Give, as a bare number, the count of lines below that contain "caps".

- _SOURCE INFORMATION_

Content starts

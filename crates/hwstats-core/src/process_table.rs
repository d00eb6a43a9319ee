//! Process-table line parsing for the CPU and RAM readers.
//!
//! `ps` rows look like `  412  12,5 WindowServer` (pid, usage, command) and
//! `top` rows like `412  WindowServer  1024M+` (pid, command, size). Neither
//! grammar aborts on bad input: unparseable fields come back as zero.

use std::sync::LazyLock;

use regex::Regex;
use serde::Serialize;

use crate::codec::parse_decimal;

static PID: LazyLock<Regex> = LazyLock::new(|| Regex::new(r"^\d+").expect("valid regex"));

static CPU_USAGE: LazyLock<Regex> =
    LazyLock::new(|| Regex::new(r"^[0-9][0-9,.]*(?:\s+|$)").expect("valid regex"));

static RAM_USAGE: LazyLock<Regex> = LazyLock::new(|| {
    Regex::new(r"(?:^|\s)(\d+(?:[.,]\d+)?)([BKMGT]?)\s*[+-]*\s*$").expect("valid regex")
});

static SIGN_ARTIFACTS: LazyLock<Regex> =
    LazyLock::new(|| Regex::new(r"\s+[+-]+$").expect("valid regex"));

static RAM_ROW: LazyLock<Regex> = LazyLock::new(|| {
    Regex::new(r"^\d+ +.* +\d+(?:[.,]\d+)?[A-Z]*\+?-? *$").expect("valid regex")
});

/// One entry of a top-consumer list.
#[derive(Debug, Clone, PartialEq, Serialize)]
pub struct ProcessUsage {
    pub pid: u32,
    pub command: String,
    /// Localized application name, when the process belongs to one.
    pub name: Option<String>,
    /// Percent of one core (CPU) or bytes (RAM).
    pub usage: f64,
}

/// The fields a single table row carries before enrichment.
#[derive(Debug, Clone, PartialEq, Default)]
pub struct ProcessLine {
    pub pid: u32,
    pub command: String,
    /// Percent for CPU rows, megabytes for RAM rows.
    pub usage: f64,
}

/// Remove the first match of `re` from the front of `text`, returning the
/// matched token (trimmed) and the remainder.
fn crop<'a>(re: &Regex, text: &'a str) -> (&'a str, &'a str) {
    match re.find(text) {
        Some(m) => (m.as_str().trim(), text[m.end()..].trim_start()),
        None => ("", text),
    }
}

/// Parse a `ps -o pid,pcpu,comm` row.
pub fn parse_cpu_line(line: &str) -> ProcessLine {
    let rest = line.trim();
    let (pid, rest) = crop(&PID, rest);
    let (usage, rest) = crop(&CPU_USAGE, rest.trim_start());

    ProcessLine {
        pid: pid.parse().unwrap_or(0),
        command: rest.trim().to_string(),
        usage: parse_decimal(usage).unwrap_or(0.0),
    }
}

/// Parse a `top -stats pid,command,mem` row. Usage is returned in megabytes.
pub fn parse_ram_line(line: &str) -> ProcessLine {
    let rest = line.trim();
    let (pid, rest) = crop(&PID, rest);

    let (command, usage) = match RAM_USAGE.captures(rest) {
        Some(caps) => {
            let start = caps.get(0).map_or(rest.len(), |m| m.start());
            let amount = caps.get(1).and_then(|m| parse_decimal(m.as_str()));
            let unit = caps.get(2).map_or("", |m| m.as_str());
            let megabytes = amount.map_or(0.0, |v| to_megabytes(v, unit));
            (&rest[..start], megabytes)
        }
        None => (rest, 0.0),
    };

    let command = SIGN_ARTIFACTS.replace(command.trim(), "");

    ProcessLine {
        pid: pid.parse().unwrap_or(0),
        command: command.trim().to_string(),
        usage,
    }
}

/// Whether a `top` output line is a process row rather than a header or
/// summary line.
pub fn is_ram_row(line: &str) -> bool {
    RAM_ROW.is_match(line.trim_start())
}

/// `top` suffixes: B, K, M, G, T. A bare number is already megabytes.
fn to_megabytes(value: f64, unit: &str) -> f64 {
    const KIB: f64 = 1024.0;
    match unit {
        "B" => value / (KIB * KIB),
        "K" => value / KIB,
        "G" => value * KIB,
        "T" => value * KIB * KIB,
        _ => value,
    }
}

#[cfg(test)]
mod tests {
    use super::*;
    use proptest::prelude::*;

    #[test]
    fn cpu_line_basic() {
        let parsed = parse_cpu_line("  412  12.5 WindowServer");
        assert_eq!(parsed.pid, 412);
        assert_eq!(parsed.usage, 12.5);
        assert_eq!(parsed.command, "WindowServer");
    }

    #[test]
    fn cpu_line_locale_comma_and_spaces_in_command() {
        let parsed = parse_cpu_line("9031   0,3 Google Chrome Helper");
        assert_eq!(parsed.pid, 9031);
        assert_eq!(parsed.usage, 0.3);
        assert_eq!(parsed.command, "Google Chrome Helper");
    }

    #[test]
    fn cpu_line_with_digit_leading_command() {
        let parsed = parse_cpu_line("77 1.0 1Password");
        assert_eq!(parsed.usage, 1.0);
        assert_eq!(parsed.command, "1Password");
    }

    #[test]
    fn cpu_line_malformed_is_zeroed() {
        let parsed = parse_cpu_line("  PID  %CPU COMM");
        assert_eq!(parsed.pid, 0);
        assert_eq!(parsed.usage, 0.0);
        assert_eq!(parsed.command, "PID  %CPU COMM");

        assert_eq!(parse_cpu_line(""), ProcessLine::default());
    }

    #[test]
    fn ram_line_megabytes() {
        let parsed = parse_ram_line("412   WindowServer    1024M+");
        assert_eq!(parsed.pid, 412);
        assert_eq!(parsed.command, "WindowServer");
        assert_eq!(parsed.usage, 1024.0);
    }

    #[test]
    fn ram_line_units_are_honoured() {
        assert_eq!(parse_ram_line("1 kernel_task 2G").usage, 2048.0);
        assert_eq!(parse_ram_line("2 mds 512K-").usage, 0.5);
        assert_eq!(parse_ram_line("3 launchd 1048576B").usage, 1.0);
        assert_eq!(parse_ram_line("4 huge 1T").usage, 1024.0 * 1024.0);
        assert_eq!(parse_ram_line("5 plain 300").usage, 300.0);
    }

    #[test]
    fn ram_line_keeps_spaces_and_strips_sign_artifacts() {
        let parsed = parse_ram_line("3344  Google Chrome He 87,5M -");
        assert_eq!(parsed.pid, 3344);
        assert_eq!(parsed.command, "Google Chrome He");
        assert_eq!(parsed.usage, 87.5);
    }

    #[test]
    fn ram_line_without_size_is_zeroed() {
        let parsed = parse_ram_line("PID    COMMAND      MEM");
        assert_eq!(parsed.pid, 0);
        assert_eq!(parsed.usage, 0.0);
    }

    #[test]
    fn ram_rows_are_recognised() {
        assert!(is_ram_row("412   WindowServer    1024M+"));
        assert!(is_ram_row("  98  kernel_task  2G"));
        assert!(is_ram_row("3344  Google Chrome He 87M-"));
        assert!(!is_ram_row("PID    COMMAND      MEM"));
        assert!(!is_ram_row("Processes: 512 total, 2 running, 510 sleeping, 2789 threads"));
        assert!(!is_ram_row("PhysMem: 15G used (2806M wired), 1024M unused."));
        assert!(!is_ram_row(""));
    }

    proptest! {
        #[test]
        fn cpu_parse_never_negative(line in "\\PC*") {
            let parsed = parse_cpu_line(&line);
            prop_assert!(parsed.usage >= 0.0);
        }

        #[test]
        fn ram_parse_never_negative(line in "\\PC*") {
            let parsed = parse_ram_line(&line);
            prop_assert!(parsed.usage >= 0.0);
        }

        #[test]
        fn cpu_parse_recovers_fields(pid in 1u32..100_000, tenths in 0u32..10_000, command in "[A-Za-z][A-Za-z ]{0,20}[A-Za-z]") {
            let line = format!("{pid:>6} {}.{} {command}", tenths / 10, tenths % 10);
            let parsed = parse_cpu_line(&line);
            prop_assert_eq!(parsed.pid, pid);
            prop_assert_eq!(parsed.command, command);
            prop_assert!((parsed.usage - f64::from(tenths) / 10.0).abs() < 1e-9);
        }
    }
}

Content ends

- _TASK RESPONSE_
4